In search of equitable and inclusive data

Safiya Umoja Noble
Researcher and author Safiya Umoja Noble discusses bias in data at the Entrepreneurship Research Bootcamp at the Kauffman Foundation Conference Center in May 2019.

Leveling the playing field for people to be successful in education and entrepreneurship must include exposing inherent biases in data.

Big tech companies are increasingly under fire, with accusations of anti-competitive behavior, mishandling of personal data, and a hands-off attitude about the content published on their platforms. Perhaps equally as insidious, according to one researcher, is the way that tech companies perpetuate societal biases.

Researcher and author Safiya Umoja Noble, co-director of the UCLA Center for Critical Internet Inquiry, has found that the algorithms that drive results on Google and other internet search engines reveal embedded negative biases against people who face demographic, socioeconomic, and geographic barriers – primarily women and people of color.

“People have access to more data than ever, and social, political, and economic inequality and injustice are rising with it,” Noble said. “Data from the past are organized from racist and sexist values. These biases are left out of the discussion, and we should pay attention to them.”

In her book Algorithms of Oppression, Noble shows how search engine algorithms misrepresent a variety of people, concepts, information, and knowledge. Noble spoke recently at the Kauffman Foundation to a group of researchers from across the country who seek to use inclusive and equitable methods to explore a range of entrepreneurship issues. Noble shed light on the inherent bias in search engines as an example of why it is so important to think carefully about where information comes from, and how it used.

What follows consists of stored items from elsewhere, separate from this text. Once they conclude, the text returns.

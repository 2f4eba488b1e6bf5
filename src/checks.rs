use crate::error::{Error, Result};
use crate::filesystem::FileSystem;
use std::path::Path;

/// A precondition a command verifies right before it touches the filesystem.
#[derive(Debug, Clone, Copy)]
pub enum Check<'p> {
    Exists(&'p Path),
    Absent(&'p Path),
    Directory(&'p Path),
}

impl Check<'_> {
    pub fn run(&self, fs: &dyn FileSystem) -> Result<()> {
        match *self {
            Check::Exists(path) => {
                if !fs.exists(path) {
                    return Err(Error::NotFound(path.to_path_buf()));
                }
            }
            Check::Absent(path) => {
                if fs.exists(path) {
                    return Err(Error::AlreadyExists(path.to_path_buf()));
                }
            }
            Check::Directory(path) => {
                if !fs.exists(path) {
                    return Err(Error::NotFound(path.to_path_buf()));
                }
                if !fs.is_directory(path) {
                    return Err(Error::NotADirectory(path.to_path_buf()));
                }
            }
        }
        Ok(())
    }
}

/// Runs `checks` in order, stopping at the first failure.
pub fn verify(fs: &dyn FileSystem, checks: &[Check<'_>]) -> Result<()> {
    checks.iter().try_for_each(|check| check.run(fs))
}

#[cfg(test)]
mod tests {
    use super::*;
    use crate::filesystem::RealFileSystem;
    use std::fs;
    use tempfile::tempdir;

    #[test]
    fn test_verify_passes() {
        let dir = tempdir().unwrap();
        let file = dir.path().join("a.txt");
        fs::write(&file, "").unwrap();
        let missing = dir.path().join("b.txt");

        let checks = [Check::Directory(dir.path()), Check::Exists(&file), Check::Absent(&missing)];
        assert!(verify(&RealFileSystem, &checks).is_ok());
    }

    #[test]
    fn test_verify_stops_at_first_failure() {
        let dir = tempdir().unwrap();
        let file = dir.path().join("a.txt");
        fs::write(&file, "").unwrap();
        let missing = dir.path().join("ghost");

        // Absent(file) fails before Exists(missing) is ever looked at.
        let checks = [Check::Absent(&file), Check::Exists(&missing)];
        let err = verify(&RealFileSystem, &checks).unwrap_err();
        assert!(matches!(err, Error::AlreadyExists(p) if p == file));
    }

    #[test]
    fn test_directory_check() {
        let dir = tempdir().unwrap();
        let file = dir.path().join("a.txt");
        fs::write(&file, "").unwrap();

        let err = Check::Directory(&file).run(&RealFileSystem).unwrap_err();
        assert!(matches!(err, Error::NotADirectory(_)));

        let err = Check::Directory(&dir.path().join("nope")).run(&RealFileSystem).unwrap_err();
        assert!(matches!(err, Error::NotFound(_)));
    }
}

“Search engine algorithms optimize content to make money, but people use them like public goods and view search results as facts,” said Noble. “Social media platforms are advertising platforms. People confuse their findings with fact, but the algorithms do not vet for accuracy or truth; they vet for ad dollars.”

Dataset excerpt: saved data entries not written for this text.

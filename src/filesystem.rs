use crate::error::{Error, Result};
use log::debug;
use std::ffi::OsString;
use std::fs::{self, File, FileTimes, OpenOptions};
use std::io;
use std::path::{Path, PathBuf};
use walkdir::WalkDir;

/// One directory visited by [`FileSystem::walk`].
#[derive(Debug, Clone, PartialEq)]
pub struct WalkStep {
    pub dir: PathBuf,
    pub subdirs: Vec<OsString>,
    pub files: Vec<OsString>,
}

pub type Walk<'a> = Box<dyn Iterator<Item = Result<WalkStep>> + 'a>;

/// Host filesystem operations the commands are built from.
pub trait FileSystem {
    fn exists(&self, path: &Path) -> bool;
    fn is_directory(&self, path: &Path) -> bool;
    /// Names of the immediate children, sorted. Names are kept as the OS
    /// returns them so they can be joined back onto `path`.
    fn list_entries(&self, path: &Path) -> Result<Vec<OsString>>;
    fn size(&self, path: &Path) -> Result<u64>;
    fn create_file(&self, path: &Path) -> Result<()>;
    fn create_directory(&self, path: &Path) -> Result<()>;
    fn remove_file(&self, path: &Path) -> Result<()>;
    fn remove_empty_directory(&self, path: &Path) -> Result<()>;
    fn remove_directory_tree(&self, path: &Path) -> Result<()>;
    fn rename(&self, from: &Path, to: &Path) -> Result<()>;
    fn move_path(&self, from: &Path, to: &Path) -> Result<()>;
    fn copy_file(&self, from: &Path, to: &Path) -> Result<()>;
    fn copy_tree(&self, from: &Path, to: &Path) -> Result<()>;
    /// Pre-order traversal of every directory under `root`, `root` included.
    fn walk<'a>(&'a self, root: &Path) -> Walk<'a>;
}

pub struct RealFileSystem;

impl FileSystem for RealFileSystem {
    fn exists(&self, path: &Path) -> bool {
        // A dangling symlink still occupies the name.
        fs::symlink_metadata(path).is_ok()
    }

    fn is_directory(&self, path: &Path) -> bool {
        path.is_dir()
    }

    fn list_entries(&self, path: &Path) -> Result<Vec<OsString>> {
        let read_dir = fs::read_dir(path).map_err(|e| Error::from_io(e, path))?;

        let mut names = Vec::new();
        for entry in read_dir {
            let entry = entry.map_err(|e| Error::from_io(e, path))?;
            names.push(entry.file_name());
        }

        // Sort for consistent output
        names.sort();
        Ok(names)
    }

    fn size(&self, path: &Path) -> Result<u64> {
        fs::metadata(path)
            .map(|md| md.len())
            .map_err(|e| Error::from_io(e, path))
    }

    fn create_file(&self, path: &Path) -> Result<()> {
        debug!("create file {}", path.display());
        OpenOptions::new()
            .write(true)
            .create_new(true)
            .open(path)
            .map(drop)
            .map_err(|e| Error::from_io(e, path))
    }

    fn create_directory(&self, path: &Path) -> Result<()> {
        debug!("create directory {}", path.display());
        fs::create_dir_all(path).map_err(|e| Error::from_io(e, path))
    }

    fn remove_file(&self, path: &Path) -> Result<()> {
        debug!("remove file {}", path.display());
        fs::remove_file(path).map_err(|e| Error::from_io(e, path))
    }

    fn remove_empty_directory(&self, path: &Path) -> Result<()> {
        debug!("remove empty directory {}", path.display());
        fs::remove_dir(path).map_err(|e| Error::from_io(e, path))
    }

    fn remove_directory_tree(&self, path: &Path) -> Result<()> {
        debug!("remove directory tree {}", path.display());
        fs::remove_dir_all(path).map_err(|e| Error::from_io(e, path))
    }

    fn rename(&self, from: &Path, to: &Path) -> Result<()> {
        debug!("rename {} -> {}", from.display(), to.display());
        fs::rename(from, to).map_err(|e| blame(e, from, to, source_present(from)))
    }

    fn move_path(&self, from: &Path, to: &Path) -> Result<()> {
        debug!("move {} -> {}", from.display(), to.display());
        match fs::rename(from, to) {
            Ok(()) => Ok(()),
            Err(e) if e.kind() == io::ErrorKind::CrossesDevices => {
                debug!("rename crosses devices, falling back to copy + remove");
                if from.is_dir() {
                    self.copy_tree(from, to)?;
                    self.remove_directory_tree(from)
                } else {
                    self.copy_file(from, to)?;
                    self.remove_file(from)
                }
            }
            Err(e) => Err(blame(e, from, to, source_present(from))),
        }
    }

    fn copy_file(&self, from: &Path, to: &Path) -> Result<()> {
        debug!("copy file {} -> {}", from.display(), to.display());
        copy_with_times(from, to).map_err(|e| blame(e, from, to, source_readable(from)))
    }

    fn copy_tree(&self, from: &Path, to: &Path) -> Result<()> {
        debug!("copy tree {} -> {}", from.display(), to.display());
        copy_dir_recursive(from, to)
    }

    fn walk<'a>(&'a self, root: &Path) -> Walk<'a> {
        walk_tree(self, root)
    }
}

/// Drives `walkdir` over `root` and describes each directory through `fs`.
/// Symlinked directories are reported as subdirectories but not entered.
pub fn walk_tree<'a>(fs: &'a dyn FileSystem, root: &Path) -> Walk<'a> {
    let steps = WalkDir::new(root)
        .follow_links(false)
        .sort_by_file_name()
        .into_iter()
        .filter_map(move |entry| match entry {
            Ok(entry) if entry.file_type().is_dir() => Some(walk_step(fs, entry.path())),
            Ok(_) => None,
            Err(err) => {
                let path = err.path().map(Path::to_path_buf).unwrap_or_default();
                Some(Err(Error::from_io(io::Error::from(err), &path)))
            }
        });
    Box::new(steps)
}

fn walk_step(fs: &dyn FileSystem, dir: &Path) -> Result<WalkStep> {
    let mut subdirs = Vec::new();
    let mut files = Vec::new();

    for name in fs.list_entries(dir)? {
        if fs.is_directory(&dir.join(&name)) {
            subdirs.push(name);
        } else {
            files.push(name);
        }
    }

    Ok(WalkStep {
        dir: dir.to_path_buf(),
        subdirs,
        files,
    })
}

/// Copies content and permissions, then the access/modification times.
fn copy_with_times(from: &Path, to: &Path) -> io::Result<()> {
    fs::copy(from, to)?;

    let md = fs::metadata(from)?;
    let mut times = FileTimes::new();
    if let Ok(accessed) = md.accessed() {
        times = times.set_accessed(accessed);
    }
    if let Ok(modified) = md.modified() {
        times = times.set_modified(modified);
    }
    // futimens needs ownership, not write access, so read-only copies work.
    File::open(to)?.set_times(times)
}

fn source_present(from: &Path) -> bool {
    fs::symlink_metadata(from).is_ok()
}

fn source_readable(from: &Path) -> bool {
    File::open(from).is_ok()
}

/// Attributes the failure of a two-path operation. While the source is
/// still usable the destination side failed; a NotFound there means its
/// parent directory is missing.
fn blame(err: io::Error, from: &Path, to: &Path, source_ok: bool) -> Error {
    if !source_ok {
        return Error::from_io(err, from);
    }
    if err.kind() == io::ErrorKind::NotFound {
        if let Some(parent) = to.parent().filter(|p| !p.as_os_str().is_empty() && !p.exists()) {
            return Error::NotFound(parent.to_path_buf());
        }
    }
    Error::from_io(err, to)
}

fn copy_dir_recursive(src: &Path, dst: &Path) -> Result<()> {
    fs::create_dir_all(dst).map_err(|e| Error::from_io(e, dst))?;

    for entry in fs::read_dir(src).map_err(|e| Error::from_io(e, src))? {
        let entry = entry.map_err(|e| Error::from_io(e, src))?;
        let src_path = entry.path();
        let dst_path = dst.join(entry.file_name());

        if src_path.is_dir() {
            copy_dir_recursive(&src_path, &dst_path)?;
        } else {
            copy_with_times(&src_path, &dst_path)
                .map_err(|e| blame(e, &src_path, &dst_path, source_readable(&src_path)))?;
        }
    }
    Ok(())
}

Algorithms of Oppression by Safiya Noble
Algorithms of Oppression by Safiya Noble analyses the ways in which technology and data perpetuate bias.

All data are susceptible to bias, including in marketing and scholarly research. “There are no ‘neutral’ data,” Noble said. “Data reflect the values of the people who enter the information. Technology isn’t a neutral tool either. We pay to use social media with our data use and activities.”

Noble said just being aware of bias in data is the beginning of the solution.

The Kauffman Foundation continually explores new and more inclusive methods for measuring and creating mechanisms to measure entrepreneurial outcomes. “As researchers (and funders of research), there are so many new avenues to collect data, search for data, create data infrastructures – so it’s really important that the systems we build are inclusive and carefully thought through,” said Sameeksha Desai, Kauffman’s director of knowledge creation & research, Entrepreneurship. “For example, you can scrape websites and platforms, which means we need to think about the population using (or not) those platforms.”

Social and economic implications of biased data, whether used in an online search or a white paper, are everywhere today. Data play a significant role in policy and program decision-making. Propaganda to undermine research on the reality of climate change, misinformation to deter childhood vaccinations, and even disinformation to challenge empirical knowledge about the shape of the earth have been propagated in online digital platforms to contradict longstanding scientific findings and experience. “In many ways, disinformation and misleading stories go viral because they are titillating and excessively shared, even by people who know these sensational stories are inaccurate,” Noble said.

The algorithms used to organize information in search engines today will be incorporated into artificial intelligence in the future, Noble said, opening the way to still greater challenges to truth, evidence-based facts, science, equity, and fairness because artificial intelligence can’t understand the kind of nuances used in hate speech and other propaganda. In addition, platforms such as Instagram, Facebook, and YouTube are growing rapidly to keep up with the volume of user-generated content being uploaded by the minute, making it impossible to vet it all with software.

“The remedy to this isn’t a better search engine, it’s more search engines and non-commercial search engines or public-interest search vetted by subject matter experts,” Noble said. “And we need to reveal the sources of information and invest in other forms of knowledge, such as long-form investigative journalism, public and academic libraries, accessible and affordable higher education, and other checks.”

Noble offered her recommendations to reduce and reveal bias in data:

  • Demand factual and socially just information as a pillar of democracy. Other countries require online platforms comply with certain conditions to keep content on the internet.
  • Require digital literacy of policymakers. Policymakers’ digital literacy is not keeping up with the public, nor with rapid advances in technology. Lawmakers need to understand what they are governing and work closely with scholars and journalists who study the harms engendered by digital platforms and technologies.
  • Fund critical internet studies through universities, schools, libraries, and public media as democratic counterweights. These counterweights provide policymakers and the public with necessary checks by which they can evaluate the quality of data online.
  • Reduce technology over-development and its impact on privacy, people, and the planet. The more hardware and software we use, the more digital trash we generate that negatively impact the environment and contribute to worker harm.